The survey, which collected 2,140 responses from students in June, found that 70.4 percent of respondents were stressed by academics, 44.7 percent by uncertainty about the future and 33 percent by interpersonal relations, the foundation’s mental health center director Yeh Ya-hsing (葉雅馨) said.
The results showed that 18.7 percent of respondents said they would “actively seek help” when they are feeling down, she said, adding that not wanting to “trouble the other person” was the top reason given for not seeking help.
Photo: CNA / John Tung Foundation
More than half, 52.3 percent, of respondents said they would turn to their friends or classmates first for help, she said.
Others, 20.2 percent, said they would seek help from their mother, while 9.7 percent would go to a sibling and 5.7 percent would go to their father, she added.
The survey also found that 13.5 percent of respondents “often” feel lonely, Yeh said.
The results showed that the more frequently a person reported feeling lonely, the more likely they were to report signs of a “clearly depressed mood.”
Forty-eight percent of respondents who were found to have a “clearly depressed mood” reported weekday Internet use of six hours or more per day, according to the survey.
An app developed by the foundation was used to identify signs of a depressed mood in respondents, Yeh said, adding that the app also offers tools to help users relieve stress.

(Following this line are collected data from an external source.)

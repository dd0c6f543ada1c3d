//! Eviction policies

use crate::models::ObjectEntry;

/// Chooses which object remediation deletes
pub trait EvictionPolicy: Send + Sync {
    /// Short name for logs
    fn name(&self) -> &'static str;

    /// Pick a victim from a listing, or `None` to evict nothing
    fn select<'a>(&self, objects: &'a [ObjectEntry]) -> Option<&'a ObjectEntry>;
}

/// Evicts the largest object; ties go to the first in listing order
#[derive(Debug, Clone, Copy, Default)]
pub struct LargestObjectPolicy;

impl EvictionPolicy for LargestObjectPolicy {
    fn name(&self) -> &'static str {
        "largest_object"
    }

    fn select<'a>(&self, objects: &'a [ObjectEntry]) -> Option<&'a ObjectEntry> {
        // Iterator::max_by_key keeps the last maximum, so fold explicitly
        objects
            .iter()
            .fold(None, |best: Option<&ObjectEntry>, candidate| match best {
                Some(current) if current.size >= candidate.size => Some(current),
                _ => Some(candidate),
            })
    }
}

#[cfg(test)]
mod tests {
    use super::*;

    #[test]
    fn test_selects_largest() {
        let objects = vec![
            ObjectEntry::new("a", 10),
            ObjectEntry::new("b", 25),
            ObjectEntry::new("c", 3),
        ];
        assert_eq!(LargestObjectPolicy.select(&objects).unwrap().key, "b");
    }

    #[test]
    fn test_ties_go_to_first_listed() {
        let objects = vec![
            ObjectEntry::new("a", 7),
            ObjectEntry::new("b", 19),
            ObjectEntry::new("c", 19),
        ];
        assert_eq!(LargestObjectPolicy.select(&objects).unwrap().key, "b");
    }

    #[test]
    fn test_empty_listing() {
        assert!(LargestObjectPolicy.select(&[]).is_none());
    }

    #[test]
    fn test_zero_sized_objects_still_selectable() {
        let objects = vec![ObjectEntry::new("empty", 0)];
        assert_eq!(LargestObjectPolicy.select(&objects).unwrap().key, "empty");
    }
}
//! Subcommand implementations

pub mod alarm;
pub mod objects;
pub mod report;
pub mod status;
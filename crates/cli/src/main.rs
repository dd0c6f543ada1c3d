//! Bucket Size Monitor CLI
//!
//! A command-line tool for triggering reports, inspecting the recorded size
//! history, evaluating the growth alarm and checking service health.

mod client;
mod commands;
mod output;

use std::path::PathBuf;
use std::process::ExitCode;

use anyhow::Result;
use clap::{Parser, Subcommand};
use commands::{alarm, objects, report, status};

/// Bucket Size Monitor CLI
#[derive(Parser)]
#[command(name = "bmctl")]
#[command(author, version, about = "CLI for the Bucket Size Monitor", long_about = None)]
pub struct Cli {
    /// API endpoint URL (can also be set via BMCTL_API_URL env var)
    #[arg(long, env = "BMCTL_API_URL", default_value = "http://localhost:8080")]
    pub api_url: String,

    /// Output format
    #[arg(long, short, default_value = "table")]
    pub format: output::OutputFormat,

    #[command(subcommand)]
    pub command: Commands,
}

#[derive(Subcommand)]
pub enum Commands {
    /// Render the recent size chart and upload it to the plot bucket
    Plot,

    /// List recent size snapshots
    Snapshots {
        /// Look-back window in seconds
        #[arg(long, default_value_t = 10)]
        since: u64,
    },

    /// Show the largest bucket size ever recorded
    Max,

    /// Size-growth alarm commands
    #[command(subcommand)]
    Alarm(AlarmCommands),

    /// Upload a local file into the monitored bucket
    Upload {
        /// File to upload
        file: PathBuf,

        /// Object key (defaults to the file name)
        #[arg(long, short)]
        key: Option<String>,
    },

    /// Delete an object from the monitored bucket
    Delete {
        /// Object key
        key: String,
    },

    /// Show service health and readiness
    Health,
}

#[derive(Subcommand)]
pub enum AlarmCommands {
    /// Evaluate the alarm now, evicting the largest object on breach
    Evaluate,
}

async fn run(cli: Cli) -> Result<()> {
    let client = client::ApiClient::new(&cli.api_url)?;

    match cli.command {
        Commands::Plot => report::trigger_plot(&client, cli.format).await,
        Commands::Snapshots { since } => report::list_snapshots(&client, since, cli.format).await,
        Commands::Max => report::show_max(&client, cli.format).await,
        Commands::Alarm(AlarmCommands::Evaluate) => alarm::evaluate(&client, cli.format).await,
        Commands::Upload { file, key } => objects::upload(&client, &file, key, cli.format).await,
        Commands::Delete { key } => objects::delete(&client, &key, cli.format).await,
        Commands::Health => status::show_health(&client, cli.format).await,
    }
}

#[tokio::main]
async fn main() -> ExitCode {
    let cli = Cli::parse();

    match run(cli).await {
        Ok(()) => ExitCode::SUCCESS,
        Err(e) => {
            output::print_error(&format!("{:#}", e));
            ExitCode::FAILURE
        }
    }
}
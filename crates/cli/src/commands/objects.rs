//! Object upload and delete commands

use std::path::Path;

use anyhow::{Context, Result};

use crate::client::ApiClient;
use crate::output::{format_bytes, print_json, print_success, OutputFormat};

/// Content type guessed from the file extension
pub fn content_type_for(path: &Path) -> &'static str {
    match path
        .extension()
        .and_then(|e| e.to_str())
        .map(|e| e.to_ascii_lowercase())
        .as_deref()
    {
        Some("txt") | Some("log") => "text/plain",
        Some("json") => "application/json",
        Some("csv") => "text/csv",
        Some("png") => "image/png",
        _ => "application/octet-stream",
    }
}

/// Object key for an upload: the explicit key, or the file name
pub fn object_key(path: &Path, key: Option<String>) -> Result<String> {
    match key {
        Some(key) => Ok(key),
        None => path
            .file_name()
            .and_then(|n| n.to_str())
            .map(str::to_string)
            .context("Cannot derive an object key from the file path"),
    }
}

/// Upload a local file into the source bucket
pub async fn upload(
    client: &ApiClient,
    file: &Path,
    key: Option<String>,
    format: OutputFormat,
) -> Result<()> {
    let key = object_key(file, key)?;
    let bytes = std::fs::read(file)
        .with_context(|| format!("Failed to read {}", file.display()))?;
    let size = bytes.len() as u64;

    client
        .put_bytes(&format!("objects/{}", key), bytes, content_type_for(file))
        .await?;

    match format {
        OutputFormat::Json => print_json(&serde_json::json!({ "key": key, "size": size }))?,
        OutputFormat::Table => {
            print_success(&format!("Uploaded {} ({})", key, format_bytes(size)))
        }
    }

    Ok(())
}

/// Delete an object from the source bucket
pub async fn delete(client: &ApiClient, key: &str, format: OutputFormat) -> Result<()> {
    client.delete(&format!("objects/{}", key)).await?;

    match format {
        OutputFormat::Json => print_json(&serde_json::json!({ "key": key, "deleted": true }))?,
        OutputFormat::Table => print_success(&format!("Deleted {}", key)),
    }

    Ok(())
}
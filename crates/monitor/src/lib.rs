//! Bucket size monitor service
//!
//! The binary wires the monitor library into a long-running service: queue
//! consumers, an alarm ticker and the HTTP API.

pub mod api;
pub mod config;
pub mod pipeline;
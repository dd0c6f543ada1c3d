//! Ingestion of routed storage notifications
//!
//! Turns queue batches into signed size deltas and forwards them to the
//! registered sinks (the aggregator and the alarm delta recorder).

mod consumer;
mod processor;

pub use consumer::{run_consumer, ConsumerConfig};
pub use processor::{parse_record, BatchReport, IngestionOutcome, IngestionProcessor, RecordFailure};

use crate::error::Result;
use crate::models::ChangeEvent;

pub use async_trait::async_trait;

/// Receiver of normalized change events
#[async_trait]
pub trait ChangeSink: Send + Sync {
    /// Short name for logs
    fn name(&self) -> &'static str;

    /// Handle one change; an error aborts the current invocation
    async fn on_change(&self, event: &ChangeEvent) -> Result<()>;
}
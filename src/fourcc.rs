//! Human-readable descriptions for the 4CC codes that appear as IM4P
//! component tags and IM4M property names.

use once_cell::sync::Lazy;
use std::collections::HashMap;

static FOURCC_MAP: Lazy<HashMap<&'static str, &'static str>> = Lazy::new(|| {
    let mut map = HashMap::new();

    // Boot chain components
    map.insert("ibot", "iBoot");
    map.insert("ibec", "iBEC (recovery/restore bootloader)");
    map.insert("ibss", "iBSS (early-stage bootloader)");
    map.insert("ibdt", "iBoot Data");

    // Restore components
    map.insert("rdsk", "Restore RamDisk");
    map.insert("rdtr", "Restore DeviceTree");
    map.insert("rkrn", "Restore KernelCache");
    map.insert("rlgo", "Restore Logo");
    map.insert("rosi", "RestoreOS");
    map.insert("rtsc", "Restore Trust Cache");

    // Kernel and system
    map.insert("krnl", "KernelCache");
    map.insert("dtre", "DeviceTree");
    map.insert("isys", "System Volume Root Hash");
    map.insert("csys", "Base System Volume Root Hash");
    map.insert("trst", "Static Trust Cache");
    map.insert("bstc", "Base System Trust Cache");
    map.insert("logo", "Boot Logo");
    map.insert("sepi", "SEP Firmware");

    // Coprocessor firmware
    map.insert("anef", "ANE Firmware (Neural Engine)");
    map.insert("aopf", "AOP Firmware (Always-On Processor)");
    map.insert("avef", "AVE Firmware (Video Encoder)");
    map.insert("dcp2", "Display Coprocessor 2 Firmware");
    map.insert("gfxf", "GPU Firmware");
    map.insert("mtfw", "Multitouch Firmware");
    map.insert("pmcf", "PMC Firmware (Power Management)");
    map.insert("siof", "SmartIO Firmware");
    map.insert("sptm", "Secure Page Table Monitor");
    map.insert("trxm", "Trusted Execution Monitor");

    // Manifest structure tags
    map.insert("MANB", "Manifest Body");
    map.insert("MANP", "Manifest Properties");

    // Manifest properties
    map.insert("BORD", "Board Identifier");
    map.insert("CEPO", "Chip Epoch");
    map.insert("CHIP", "Chip Identifier");
    map.insert("CPRO", "Certificate Production Status");
    map.insert("CSEC", "Certificate Security Mode");
    map.insert("ECID", "Exclusive Chip ID");
    map.insert("SDOM", "Security Domain");
    map.insert("EPRO", "Effective Production Status");
    map.insert("ESEC", "Effective Security Mode");
    map.insert("AMNM", "Allow Mix-n-Match");
    map.insert("BNCN", "Boot Nonce");
    map.insert("DGST", "Payload Digest");
    map.insert("love", "Long OS Version");
    map.insert("prtp", "Platform Identifier");
    map.insert("sdkp", "SDK Platform");
    map.insert("snon", "Secure Nonce");
    map.insert("tstp", "Timestamp");

    map
});

/// Get the description for any known 4CC code (component or property).
pub fn get_description(code: &str) -> Option<String> {
    FOURCC_MAP.get(code).map(|s| s.to_string())
}

/// Format a 4CC code with its description if available.
pub fn format_with_description(code: &str) -> String {
    match get_description(code) {
        Some(desc) => format!("{} ({})", code, desc),
        None => code.to_string(),
    }
}

#[cfg(test)]
mod tests {
    use super::*;

    #[test]
    fn known_codes() {
        assert_eq!(get_description("ibot"), Some("iBoot".to_string()));
        assert_eq!(get_description("krnl"), Some("KernelCache".to_string()));
        assert_eq!(get_description("MANB"), Some("Manifest Body".to_string()));
        assert_eq!(get_description("CEPO"), Some("Chip Epoch".to_string()));
    }

    #[test]
    fn unknown_code() {
        assert!(get_description("ZZZZ").is_none());
        assert_eq!(format_with_description("ZZZZ"), "ZZZZ");
    }

    #[test]
    fn formatted() {
        assert_eq!(format_with_description("ibot"), "ibot (iBoot)");
    }
}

Keeping a “mood diary” and recording stressful events, as well as how they were handled, can help individuals avoid falling into negative emotions when they encounter similar situations in the future, she said.
Many studies on the prevention of depression show that “mood screening” can help a person understand their emotional state, John Tung Foundation chief executive officer Yao Shi-yuan (姚思遠) said.

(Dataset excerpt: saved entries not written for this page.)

//! IM4M manifest parsing: version, MANB body, per-partition property
//! trees with typed values.
//!
//! Partition and entry boundaries use fixed-width private-tag label
//! skips (9 bytes for the first partition, 8 for subsequent ones, 7 per
//! entry). These widths are format-derived conventions confirmed against
//! real manifests, not general ASN.1 rules.

use std::fmt;

use log::{debug, warn};
use serde::Serialize;

use crate::error::{Img4Error, Result};
use crate::fourcc;
use crate::tlv::{
    Element, TagClass, TAG_BOOLEAN, TAG_IA5_STRING, TAG_INTEGER, TAG_OCTET_STRING, TAG_SET,
    PRIVATE_TAG_MARKER,
};
use crate::tlv::decode_private_tag;

/// Decoded manifest entry value. The closed set of variants mirrors the
/// value tags observed in real manifests; anything else is `Unknown`.
#[derive(Clone, Debug, PartialEq, Eq, Serialize)]
#[serde(tag = "type", content = "value")]
pub enum ManifestValue {
    String(String),
    /// OCTET STRING rendered as lowercase hex.
    HexBytes(String),
    Integer(u64),
    Boolean(bool),
    Unknown,
}

impl fmt::Display for ManifestValue {
    fn fmt(&self, f: &mut fmt::Formatter<'_>) -> fmt::Result {
        match self {
            ManifestValue::String(s) => f.write_str(s),
            ManifestValue::HexBytes(h) => f.write_str(h),
            ManifestValue::Integer(i) => write!(f, "{}", i),
            ManifestValue::Boolean(true) => f.write_str("TRUE"),
            ManifestValue::Boolean(false) => f.write_str("FALSE"),
            ManifestValue::Unknown => f.write_str("UNKNOWN"),
        }
    }
}

/// One named property inside a manifest partition.
#[derive(Clone, Debug, Serialize)]
pub struct ManifestEntry {
    /// 4-character property tag, e.g. "BORD" or "DGST".
    pub name: String,
    pub value: ManifestValue,
}

impl ManifestEntry {
    /// Human-readable description of the property tag, when known.
    pub fn name_description(&self) -> Option<String> {
        fourcc::get_description(&self.name)
    }
}

/// A named partition of the manifest body, typically one per signed
/// firmware component.
#[derive(Clone, Debug, Serialize)]
pub struct Manifest {
    pub name: String,
    pub entries: Vec<ManifestEntry>,
}

/// Decoded IM4M manifest.
#[derive(Clone, Debug, Serialize)]
pub struct Im4mManifest {
    pub version: u64,
    pub manifests: Vec<Manifest>,
}

/// Parses a buffer known to start with an "IM4M" SEQUENCE: child 1 is
/// the version INTEGER, child 2 a SET wrapping a private label and the
/// MANB body. A manifest without the property SET decodes to an empty
/// partition list.
pub(crate) fn parse_im4m(root: &Element<'_>) -> Result<Im4mManifest> {
    let name = root.sequence_name()?;
    if name != "IM4M" {
        return Err(Img4Error::NameMismatch {
            expected: "IM4M",
            found: name.to_string(),
        });
    }

    let version = root
        .child(1)?
        .ok_or(Img4Error::TruncatedManifestEntry {
            context: "IM4M version",
            offset: root.offset,
        })?
        .as_u64()?;
    debug!("IM4M version {}", version);

    let Some(body_set) = root.child(2)? else {
        debug!("IM4M carries no manifest body");
        return Ok(Im4mManifest {
            version,
            manifests: Vec::new(),
        });
    };
    if !body_set.tag.constructed
        || !(body_set.tag.class == TagClass::ContextSpecific
            || body_set.tag.is_universal(TAG_SET))
    {
        return Err(Img4Error::UnexpectedTag {
            expected: "SET manifest body",
            found: body_set.tag.describe(),
            offset: body_set.offset,
        });
    }

    let buf = root.buffer();
    let mut pos = body_set.value_start;
    if buf.get(pos) == Some(&PRIVATE_TAG_MARKER) {
        let (_, width) = decode_private_tag(buf, pos)?;
        pos += width;
    }
    let manb = Element::parse_at(buf, pos)?;
    let manb_name = manb.sequence_name()?;
    if manb_name != "MANB" {
        return Err(Img4Error::NameMismatch {
            expected: "MANB",
            found: manb_name.to_string(),
        });
    }

    let manifests = match manb.child(1)? {
        Some(partitions) => parse_partitions(&partitions),
        None => {
            warn!("MANB has no partition SET; manifest body is empty");
            Vec::new()
        }
    };

    Ok(Im4mManifest { version, manifests })
}

/// Walks the SET of per-partition SEQUENCEs. The first partition sits
/// behind a 9-byte private label, subsequent ones behind 8-byte labels.
/// A partition that does not match the schema is logged and skipped;
/// one corrupt partition must not hide the rest of the manifest.
fn parse_partitions(set: &Element<'_>) -> Vec<Manifest> {
    let buf = set.buffer();
    let end = set.end();
    let mut pos = set.value_start;
    let mut index = 0usize;
    let mut out = Vec::new();

    while pos < end {
        let label_width = if index == 0 { 9 } else { 8 };
        if pos + label_width >= end {
            if end - pos > 1 {
                warn!(
                    "manifest partition area has {} trailing bytes; stopping",
                    end - pos
                );
            }
            break;
        }
        pos += label_width;

        let seq = match Element::parse_at(buf, pos) {
            Ok(s) if s.end() <= end => s,
            Ok(_) => {
                warn!("manifest partition {} overruns its SET; stopping", index);
                break;
            }
            Err(e) => {
                warn!("manifest partition {} header unreadable: {}; stopping", index, e);
                break;
            }
        };
        match parse_partition(&seq) {
            Ok(m) => {
                debug!("partition {:?}: {} entries", m.name, m.entries.len());
                out.push(m);
            }
            Err(e) => warn!("manifest partition {} skipped: {}", index, e),
        }
        pos = seq.end();
        index += 1;
    }
    out
}

fn parse_partition(seq: &Element<'_>) -> Result<Manifest> {
    let name = seq
        .child(0)?
        .ok_or(Img4Error::TruncatedManifestEntry {
            context: "manifest partition name",
            offset: seq.offset,
        })?
        .as_str()?
        .to_string();
    let entry_set = seq.child(1)?.ok_or(Img4Error::TruncatedManifestEntry {
        context: "manifest partition entry set",
        offset: seq.offset,
    })?;
    Ok(Manifest {
        name,
        entries: parse_entries(&entry_set),
    })
}

/// Walks a partition's entry SET. Each entry is a 2-element SEQUENCE
/// behind a fixed 7-byte private label. Malformed entries are logged
/// and skipped.
fn parse_entries(set: &Element<'_>) -> Vec<ManifestEntry> {
    let buf = set.buffer();
    let end = set.end();
    let mut pos = set.value_start;
    let mut out = Vec::new();

    while pos < end {
        if pos + 7 >= end {
            if end - pos > 1 {
                warn!("manifest entry area has {} trailing bytes; stopping", end - pos);
            }
            break;
        }
        pos += 7;

        let seq = match Element::parse_at(buf, pos) {
            Ok(s) if s.end() <= end => s,
            Ok(_) => {
                warn!("manifest entry overruns its SET at {:#x}; stopping", pos);
                break;
            }
            Err(e) => {
                warn!("manifest entry header unreadable at {:#x}: {}; stopping", pos, e);
                break;
            }
        };
        match parse_entry(&seq) {
            Ok(entry) => out.push(entry),
            Err(e) => warn!("manifest entry at {:#x} skipped: {}", seq.offset, e),
        }
        pos = seq.end();
    }
    out
}

fn parse_entry(seq: &Element<'_>) -> Result<ManifestEntry> {
    let name = seq
        .child(0)?
        .ok_or(Img4Error::TruncatedManifestEntry {
            context: "manifest entry name",
            offset: seq.offset,
        })?
        .as_str()?
        .to_string();
    let value_el = seq.child(1)?.ok_or(Img4Error::TruncatedManifestEntry {
        context: "manifest entry value",
        offset: seq.offset,
    })?;
    Ok(ManifestEntry {
        name,
        value: decode_value(&value_el)?,
    })
}

fn decode_value(el: &Element<'_>) -> Result<ManifestValue> {
    let v = if el.tag.is_universal(TAG_IA5_STRING) {
        ManifestValue::String(el.as_str()?.to_string())
    } else if el.tag.is_universal(TAG_OCTET_STRING) {
        ManifestValue::HexBytes(hex::encode(el.value()))
    } else if el.tag.is_universal(TAG_INTEGER) {
        ManifestValue::Integer(el.as_u64()?)
    } else if el.tag.is_universal(TAG_BOOLEAN) {
        ManifestValue::Boolean(el.value().first().is_some_and(|&b| b != 0))
    } else {
        debug!("manifest value at {:#x} has tag {}", el.offset, el.tag.describe());
        ManifestValue::Unknown
    };
    Ok(v)
}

The foundation developed the app seven years ago, he said.
The app was upgraded this year to include new functions, he added.
It includes three questionnaires targeted at different age groups, he said.
When feelings of unhappiness begin to affect psychological and physiological health, and when the duration and frequency of those feelings begin to increase, professional intervention should be sought out, Taiwanese Society of Child and Adolescent Psychiatry president Chen Chih-tsai (陳質采) said.